Friday, May 17, 2013

Guest Blogger: Jean-Christophe Maillot of Les Ballets de Monte-Carlo


”There are short-cuts to happiness, and dancing is one of them.”
  Vicki Baum

During National Dance Week (April 26 – May 5), we invited notable artistic directors, choreographers and experts for a special posting on Center Scene. Here, Choreographer-Director Jean-Christophe Maillot of Les Ballets de Monte-Carlo reflects on the complex yet enjoyable nature of narrative dance forms. Segerstrom Center will present Les Ballets de Monte-Carlo dancing their production of LAC (Swan Lake) March 6 - 9, 2014 as part of our International Dance Series. 
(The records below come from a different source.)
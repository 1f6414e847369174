//! Application state shared across handlers.

use std::sync::Arc;
use std::sync::atomic::{AtomicBool, Ordering};

use canary_core::{Bridge, CanaryAccessory, PollStats, SessionManager};
use time::OffsetDateTime;

use crate::config::Config;

/// Shared application state.
pub struct AppState {
    /// The bridged device.
    pub accessory: Arc<CanaryAccessory>,
    /// Session used by the poller.
    pub session: Arc<SessionManager>,
    /// Poller statistics.
    pub stats: Arc<PollStats>,
    /// Configuration the service was started with.
    pub config: Config,
    /// When the service started.
    pub started_at: OffsetDateTime,
    polling: AtomicBool,
}

impl AppState {
    /// Create state from a bridge that has not been started yet.
    pub fn new(bridge: &Bridge, config: Config) -> Arc<Self> {
        Arc::new(Self {
            accessory: bridge.accessory(),
            session: bridge.session(),
            stats: bridge.stats(),
            config,
            started_at: OffsetDateTime::now_utc(),
            polling: AtomicBool::new(false),
        })
    }

    /// Whether the background poller is running.
    pub fn is_polling(&self) -> bool {
        self.polling.load(Ordering::SeqCst)
    }

    pub fn set_polling(&self, polling: bool) {
        self.polling.store(polling, Ordering::SeqCst);
    }
}
//! Air-quality categorization.
//!
//! The API reports air quality as a continuous score. Accessory platforms
//! expect an ordinal category from 1 (excellent) to 5 (poor), so the raw
//! score is bucketed at read time; the cache keeps the raw score.
//!
//! # Example
//!
//! ```
//! use canary_core::AirQuality;
//!
//! let level = AirQuality::from_score(0.45);
//! assert_eq!(level, AirQuality::Fair);
//! assert_eq!(level.as_u8(), 3);
//! ```

use serde::{Deserialize, Serialize};

/// Upper bound (inclusive) of each bucket below `Poor`.
const EXCELLENT_MAX: f64 = 0.3;
const GOOD_MAX: f64 = 0.4;
const FAIR_MAX: f64 = 0.5;
const INFERIOR_MAX: f64 = 0.6;

/// Air-quality category.
#[derive(Debug, Clone, Copy, PartialEq, Eq, PartialOrd, Ord, Hash, Serialize, Deserialize)]
pub enum AirQuality {
    Excellent = 1,
    Good = 2,
    Fair = 3,
    Inferior = 4,
    Poor = 5,
}

impl AirQuality {
    /// Bucket a raw score. Boundary values fall into the lower bucket;
    /// anything above 0.6 (or NaN) is `Poor`.
    pub fn from_score(score: f64) -> Self {
        if score <= EXCELLENT_MAX {
            AirQuality::Excellent
        } else if score <= GOOD_MAX {
            AirQuality::Good
        } else if score <= FAIR_MAX {
            AirQuality::Fair
        } else if score <= INFERIOR_MAX {
            AirQuality::Inferior
        } else {
            AirQuality::Poor
        }
    }

    /// The ordinal value (1-5) reported to the accessory platform.
    pub fn as_u8(self) -> u8 {
        self as u8
    }

    pub fn description(&self) -> &'static str {
        match self {
            AirQuality::Excellent => "Excellent",
            AirQuality::Good => "Good",
            AirQuality::Fair => "Fair",
            AirQuality::Inferior => "Inferior",
            AirQuality::Poor => "Poor",
        }
    }
}

#[cfg(test)]
mod tests {
    use super::*;

    #[test]
    fn test_bucket_midpoints() {
        assert_eq!(AirQuality::from_score(0.25).as_u8(), 1);
        assert_eq!(AirQuality::from_score(0.35).as_u8(), 2);
        assert_eq!(AirQuality::from_score(0.45).as_u8(), 3);
        assert_eq!(AirQuality::from_score(0.55).as_u8(), 4);
        assert_eq!(AirQuality::from_score(0.95).as_u8(), 5);
    }

    #[test]
    fn test_boundaries_fall_into_lower_bucket() {
        assert_eq!(AirQuality::from_score(0.3), AirQuality::Excellent);
        assert_eq!(AirQuality::from_score(0.4), AirQuality::Good);
        assert_eq!(AirQuality::from_score(0.5), AirQuality::Fair);
        assert_eq!(AirQuality::from_score(0.6), AirQuality::Inferior);
    }

    #[test]
    fn test_extremes() {
        assert_eq!(AirQuality::from_score(0.0), AirQuality::Excellent);
        assert_eq!(AirQuality::from_score(-1.0), AirQuality::Excellent);
        assert_eq!(AirQuality::from_score(1.0), AirQuality::Poor);
        assert_eq!(AirQuality::from_score(f64::NAN), AirQuality::Poor);
    }

    #[test]
    fn test_description() {
        assert_eq!(AirQuality::Fair.description(), "Fair");
    }
}

#[cfg(test)]
mod proptests {
    use super::*;
    use proptest::prelude::*;

    proptest! {
        /// Higher scores never map to a better category.
        #[test]
        fn bucketing_is_monotonic(a in -1.0f64..2.0, b in -1.0f64..2.0) {
            let (lo, hi) = if a <= b { (a, b) } else { (b, a) };
            prop_assert!(AirQuality::from_score(lo) <= AirQuality::from_score(hi));
        }

        /// Every score maps into 1..=5.
        #[test]
        fn bucket_in_range(score: f64) {
            let level = AirQuality::from_score(score).as_u8();
            prop_assert!((1..=5).contains(&level));
        }
    }
}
LAC (Swan Lake) by Jean-Christophe Maillot Ballets © Laurent Philippe


By Jean-Christophe Maillot
Choreographer-Director, Les Ballets de Monte-Carlo
www.BalletsdeMonteCarlo.com

One could believe that the narrative ballet, in case it’s telling the story, would bring the audience from the point A to the point B, on contrary of so called abstract ballet that stays open to all the possible interpretations. It has been now 30 years that I experiment the narration in my pieces and finally things don’t seem so simple. For example I am not sure that all the people in the audience arrive to the same conclusion at the end of my performances. The point B is obviously not the same for everyone. So we could ask ourselves if the narration is a support for the comprehension or ... on contrary, as I think, a walking stick to venture off the beaten tracks. Inversely, the intrusions that I allow myself in the more abstract forms are not necessarily difficult to understand. 

Cendrillon by Jean-Christophe Maillot © Marie-Laure Briane
Certain movements talk by themselves, starting up simultaneous emotion in spectators. The reason for this is that we all have a body and in a certain way we are « already always » connected with what the dancer is doing on stage. If he jumps, if he curls up, or shakes, our body feels in its flesh what is happening and the sensations are more direct than through the story. 

It happens that Les Ballets de Monte-Carlo return today to the Segerstrom Center for the Arts to present LAC (Swan Lake). It is a narrative piece that confronts us with uneasy characters, filled with the contradictory desires that are conspiring against each other. The narration in this case complicates things but unveils more and lets everyone to the self-interrogation until the point they choose to reach. This is why I love narration. Because it cures us of the environment where the messages and codes are simplified to the extreme in order to satisfy populist stakes.